Una vez, en uno de sus brincos, la punta se montó al zapato, ay, y le hirió un dedo. Voló a Urgencias, sangrando y adolorido, a que le cosieran la herirá, le detuvieran la hemorragia y le quitaran ese dolor del demonio. Le dijeron que no lo atenderían sino hasta las tres. Eran las nueve. Qué se iba a quedar haciendo en esa sala de esperas desesperantes. Se fue a casa, donde vive con su hermana y los diez hijos de ella y, con su ayuda, se lavó la herida y se hizo la curación.

El temblor agita las mangas de su overol. Dos chorros de aire salen hacia abajo, a uno y otro lado de la herramienta, como si se tratara de una fiera que resoplara y levantara del suelo una polvareda gris que huele a cemento.

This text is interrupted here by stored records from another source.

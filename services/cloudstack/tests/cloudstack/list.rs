use anyhow::Result;
use pretty_assertions::assert_eq;

use super::mock::{client, MockHttpSend};

fn zones(count: usize, ids: std::ops::Range<usize>) -> String {
    let mut body = format!("<listzonesresponse><count>{count}</count>");
    for id in ids {
        body.push_str(&format!("<zone><id>{id}</id><name>zone-{id}</name></zone>"));
    }
    body.push_str("</listzonesresponse>");
    body
}

#[tokio::test]
async fn test_list_single_page() -> Result<()> {
    let mock = MockHttpSend::new().respond(200, zones(2, 0..2));

    let items = client(&mock)
        .list("listZones", &[("available", "true")], "zone")
        .await?;

    assert_eq!(items.len(), 2);
    assert_eq!(items[1].child("name").map(|e| e.text()), Some("zone-1"));

    let requests = mock.requests();
    assert_eq!(requests.len(), 1);
    assert!(requests[0].contains("command=listZones&available=true&page=1&pagesize=500&apiKey=AK"));
    Ok(())
}

#[tokio::test]
async fn test_list_follows_pages() -> Result<()> {
    let mock = MockHttpSend::new()
        .respond(200, zones(501, 0..500))
        .respond(200, zones(501, 500..501));

    let items = client(&mock).list("listZones", &[], "zone").await?;

    assert_eq!(items.len(), 501);
    assert_eq!(items[500].child("id").map(|e| e.text()), Some("500"));

    let requests = mock.requests();
    assert_eq!(requests.len(), 2);
    assert!(requests[0].contains("&page=1&"));
    assert!(requests[1].contains("&page=2&"));
    Ok(())
}

#[tokio::test]
async fn test_list_stops_at_reported_count() -> Result<()> {
    let mock = MockHttpSend::new().respond(200, zones(500, 0..500));

    let items = client(&mock).list("listZones", &[], "zone").await?;

    assert_eq!(items.len(), 500);
    assert_eq!(mock.requests().len(), 1);
    Ok(())
}

#[tokio::test]
async fn test_list_without_data() -> Result<()> {
    let mock = MockHttpSend::new().respond(431, "<html><body>nothing</body></html>");

    let items = client(&mock).list("listZones", &[], "zone").await?;

    assert!(items.is_empty());
    assert_eq!(mock.requests().len(), 1);
    Ok(())
}

#[tokio::test]
async fn test_list_empty_response() -> Result<()> {
    let mock = MockHttpSend::new().respond(200, "<listzonesresponse/>");

    let items = client(&mock).list("listZones", &[], "zone").await?;

    assert!(items.is_empty());
    Ok(())
}

#[tokio::test]
async fn test_list_stops_when_page_is_ignored() -> Result<()> {
    // Full pages without `count`, the same items each time.
    let page = zones(0, 0..500).replace("<count>0</count>", "");
    let mock = MockHttpSend::new()
        .respond(200, page.clone())
        .respond(200, page.clone())
        .respond(200, page);

    let items = client(&mock).list("listZones", &[], "zone").await?;

    assert_eq!(items.len(), 500);
    assert_eq!(mock.requests().len(), 2);
    Ok(())
}
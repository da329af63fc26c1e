//! Utility functions and types.

use std::fmt::Debug;

/// Redacts a secret so it can be printed in logs and `Debug` output.
///
/// - Secrets shorter than 12 characters are entirely redacted.
/// - Otherwise only the first three and the last three characters are kept.
pub struct Redact<'a>(&'a str);

impl<'a> From<&'a str> for Redact<'a> {
    fn from(value: &'a str) -> Self {
        Redact(value)
    }
}

impl<'a> From<&'a String> for Redact<'a> {
    fn from(value: &'a String) -> Self {
        Redact(value.as_str())
    }
}

impl Debug for Redact<'_> {
    fn fmt(&self, f: &mut std::fmt::Formatter<'_>) -> std::fmt::Result {
        let length = self.0.len();
        if length == 0 {
            f.write_str("EMPTY")
        } else if length < 12 || !self.0.is_char_boundary(3) || !self.0.is_char_boundary(length - 3)
        {
            f.write_str("***")
        } else {
            f.write_str(&self.0[..3])?;
            f.write_str("***")?;
            f.write_str(&self.0[length - 3..])
        }
    }
}

/// Redacts the values of the given query keys in a URL.
///
/// Used before logging signed URLs so `apiKey` and `signature` never
/// reach the logs in full.
///
/// ```
/// use stacksign_core::utils::redact_query;
///
/// assert_eq!(
///     redact_query("https://c/api?command=listZones&apiKey=AK&signature=abc", &["apiKey", "signature"]),
///     "https://c/api?command=listZones&apiKey=***&signature=***"
/// );
/// ```
pub fn redact_query(url: &str, keys: &[&str]) -> String {
    let Some((base, query)) = url.split_once('?') else {
        return url.to_string();
    };

    let query = query
        .split('&')
        .map(|pair| match pair.split_once('=') {
            Some((k, v)) if keys.contains(&k) => format!("{k}={:?}", Redact(v)),
            _ => pair.to_string(),
        })
        .collect::<Vec<_>>()
        .join("&");

    format!("{base}?{query}")
}
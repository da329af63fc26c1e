//! Polling of CloudStack async jobs.
//!
//! State-changing commands answer with a `jobid`. The job is then polled
//! with `queryAsyncJobResult` until `jobstatus` turns `1` (done) or `2`
//! (failed):
//!
//! ```text
//! SUBMITTED -> PENDING -> ... -> PENDING -> DONE | ERROR
//! ```

use std::time::Duration;

use log::{debug, warn};
use stacksign_core::{Error, Result};
use tokio::time::{sleep, Instant};
use tokio_util::sync::CancellationToken;

use crate::cause::ErrorCause;
use crate::constants::*;
use crate::response::default_message;
use crate::{Client, Document};

/// Status reported in `jobstatus`.
#[derive(Debug, Clone, Copy, PartialEq, Eq)]
pub enum JobStatus {
    /// `0`: still running.
    Pending,
    /// `1`: finished successfully.
    Succeeded,
    /// `2`: finished with an error.
    Failed,
}

impl JobStatus {
    /// Parse a `jobstatus` value.
    pub fn from_code(code: &str) -> Option<Self> {
        match code.trim() {
            "0" => Some(JobStatus::Pending),
            "1" => Some(JobStatus::Succeeded),
            "2" => Some(JobStatus::Failed),
            _ => None,
        }
    }
}

/// Result of a single `queryAsyncJobResult` call.
///
/// A failed job is reported as `Err`.
#[derive(Debug, Clone, PartialEq, Eq)]
pub enum JobState {
    /// Keep polling.
    Pending,
    /// The full `queryAsyncJobResult` response.
    Done(Document),
}

/// Outcome of a job where "nothing changed" is not a failure.
#[derive(Debug)]
pub enum JobOutcome {
    /// The job finished, with its result document.
    Completed(Document),
    /// The job was refused because nothing changed; the error is kept for
    /// logging.
    NotModified(Error),
}

/// JobPoller waits for an async job to reach a terminal state.
///
/// The interval and the optional deadline default to the client's config.
/// The deadline is checked before each sleep, so a wait may overrun it by at
/// most one interval.
#[derive(Debug, Clone)]
pub struct JobPoller<'a> {
    client: &'a Client,
    label: String,
    interval: Duration,
    max_wait: Option<Duration>,
    cancel: Option<CancellationToken>,
}

impl<'a> JobPoller<'a> {
    /// Create a poller. `label` names the operation in error messages.
    pub fn new(client: &'a Client, label: &str) -> Self {
        let config = client.config();
        Self {
            client,
            label: label.to_string(),
            interval: config.poll_interval.unwrap_or(DEFAULT_POLL_INTERVAL),
            max_wait: config.max_job_wait,
            cancel: None,
        }
    }

    /// Set the delay between two status queries.
    pub fn with_interval(mut self, interval: Duration) -> Self {
        self.interval = interval;
        self
    }

    /// Give up with [`stacksign_core::ErrorKind::Timeout`] once `max_wait` has elapsed.
    pub fn with_max_wait(mut self, max_wait: Duration) -> Self {
        self.max_wait = Some(max_wait);
        self
    }

    /// Abandon the wait with [`stacksign_core::ErrorKind::Cancelled`] once `token` is cancelled.
    pub fn with_cancellation(mut self, token: CancellationToken) -> Self {
        self.cancel = Some(token);
        self
    }

    /// Wait for the job referenced by `doc`.
    ///
    /// Returns `doc` itself when it carries no `jobid`: the command was
    /// synchronous.
    pub async fn wait(&self, doc: &Document) -> Result<Document> {
        match job_id(doc) {
            Some(job_id) => self.wait_for_id(&job_id).await,
            None => Ok(doc.clone()),
        }
    }

    /// Wait for `job_id` and return the final `queryAsyncJobResult` response.
    pub async fn wait_for_id(&self, job_id: &str) -> Result<Document> {
        debug!("{}: waiting for job {job_id}", self.label);
        let deadline = self.max_wait.map(|d| Instant::now() + d);

        loop {
            if deadline.is_some_and(|deadline| Instant::now() >= deadline) {
                return Err(Error::timeout(format!(
                    "{} did not finish within {:?}",
                    self.label,
                    self.max_wait.unwrap_or_default()
                ))
                .with_context(format!("job_id: {job_id}")));
            }

            self.pause(job_id).await?;

            match self.poll_once(job_id).await? {
                JobState::Pending => continue,
                JobState::Done(doc) => {
                    debug!("{}: job {job_id} succeeded", self.label);
                    return Ok(doc);
                }
            }
        }
    }

    /// Like [`JobPoller::wait`], but a "no change since last snapshot"
    /// failure becomes [`JobOutcome::NotModified`].
    pub async fn wait_outcome(&self, doc: &Document) -> Result<JobOutcome> {
        match self.wait(doc).await {
            Ok(doc) => Ok(JobOutcome::Completed(doc)),
            Err(err) if ErrorCause::of(&err) == ErrorCause::NotModified => {
                Ok(JobOutcome::NotModified(err))
            }
            Err(err) => Err(err),
        }
    }

    /// Issue one `queryAsyncJobResult` and read the job state.
    pub async fn poll_once(&self, job_id: &str) -> Result<JobState> {
        let url = self
            .client
            .build_url(QUERY_ASYNC_JOB_RESULT, &[("jobId", job_id)])?;

        let Some(doc) = self.client.get(&url).await? else {
            return Err(Error::service(
                JOB_FAILURE_CODE,
                format!("{}: no result returned for job {job_id}", self.label),
            ));
        };

        job_state(doc, &self.label).map_err(|e| e.with_context(format!("job_id: {job_id}")))
    }

    async fn pause(&self, job_id: &str) -> Result<()> {
        let Some(token) = &self.cancel else {
            sleep(self.interval).await;
            return Ok(());
        };

        tokio::select! {
            biased;
            _ = token.cancelled() => {
                debug!("{}: stopped waiting for job {job_id}", self.label);
                Err(Error::cancelled(format!("{} was cancelled while waiting", self.label))
                    .with_context(format!("job_id: {job_id}")))
            }
            _ = sleep(self.interval) => Ok(()),
        }
    }
}

/// The `jobid` carried by a response, if any.
pub fn job_id(doc: &Document) -> Option<String> {
    doc.find_text(TAG_JOB_ID)
        .filter(|v| !v.is_empty())
        .map(str::to_string)
}

/// Read the state of a `queryAsyncJobResult` response.
///
/// A missing `jobstatus` counts as pending.
pub fn job_state(doc: Document, label: &str) -> Result<JobState> {
    let Some(status) = doc.find_text(TAG_JOB_STATUS).map(str::to_string) else {
        return Ok(JobState::Pending);
    };

    match JobStatus::from_code(&status) {
        Some(JobStatus::Pending) => Ok(JobState::Pending),
        Some(JobStatus::Succeeded) => Ok(JobState::Done(doc)),
        Some(JobStatus::Failed) => {
            let err = job_error(&doc, label);
            warn!("{label} failed: [{:?}] {}", err.code(), err.message());
            Err(err)
        }
        None => Err(Error::response_malformed(
            200,
            format!("unknown jobstatus {status:?}"),
            doc.body().clone(),
        )),
    }
}

/// Build the error of a failed job from its `jobresult`.
fn job_error(doc: &Document, label: &str) -> Error {
    let fallback = doc
        .find_text(TAG_JOB_RESULT_CODE)
        .and_then(|v| v.parse::<u32>().ok())
        .filter(|v| *v != 0)
        .unwrap_or(JOB_FAILURE_CODE);
    let unexplained = || Error::service(fallback, format!("{label} failed with an unexplained error"));

    let Some(result) = doc.find(TAG_JOB_RESULT) else {
        return unexplained();
    };

    let code = result
        .find_text(TAG_ERROR_CODE)
        .and_then(|v| v.parse::<u32>().ok());
    let text = result
        .find_text(TAG_ERROR_TEXT)
        .filter(|v| !v.is_empty());

    match (code, text) {
        (None, None) if !result.text().is_empty() => Error::service(fallback, result.text()),
        (None, None) => unexplained(),
        (code, text) => {
            let code = code.unwrap_or(fallback);
            let message = text.map(str::to_string).unwrap_or_else(|| default_message(code));
            Error::service(code, message)
        }
    }
}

A su alrededor, la gente pasa de prisa. Un grupo de ancianas hace señas, desde lejos, al otro Estiven para que le pida al taladrador que pare su labor por unos segundos. El recogedor de escombros debe tocarlo en el hombro y hacerle señas de que pare un momento.

“Si tuviera una opción de trabajo mejor”, dice el demoledor, “me iría sin pensarlo dos veces, viejo. Llegué a este oficio porque el que tenía antes, ayudante de construcción, era más duro y no pagaban tan bien. Apenas el mínimo. Aquí me gano el mínimo más dos mil pesos por cada hora en la que está máquina esté prendida”.

El ruido que emerge de la ciudad en los segundos que toma el paso de las ancianas, resulta tolerable, casi agradable, al lado del infierno de Estiven.

Su jornada es de ocho de la mañana a cinco de la tarde. Sin embargo, por ley, debe hacer una pausa de once y media a una, y otra de tres a cuatro. En esas treguas no le pagan bonificación.

Sin que nadie le avise, se percata de que se acerca una mujer en embarazo. Suspende la labor. Le han dicho que si una mujer preñada se expone por cierto tiempo a la vibración, el hijo puede nacer con anomalías.

“Dicen que una persona que trabaje en esto puede sufrir de la columna y de los riñones. Y a la postre, puede quedar tullida. A mí me duele la columna con frecuencia. Cuando duele más, me hago paños de agua caliente y me voy a la cama”.

La mujer se aleja para acercarse, paso a paso, día a día, al parto, Estiven arma el barullo de nuevo, y otra vez la gente hace el gesto de fastidio.

Lo más duro que debe destruir son piedras. Se revienta, suda como en un sauna, los músculos le duelen como sí hubiera recibido puñetazos de un pugilista. Y la bendita piedra incólume, como si el Estiven hubiera estado apenas pasándole papel abrasivo. En esos días termina temblando más de lo acostumbrado, como un poseso.

“Una vez que no traje la motico, me fui en metro. La gente me veía temblando tanto que me preguntaba si yo sufría alguna enfermedad. Me daba lidia mantenerme quieto. Parecía convulsionando. El mal de San Vito, me decían. Y yo tenía que decir que no, que eso era cosa del trabajo”.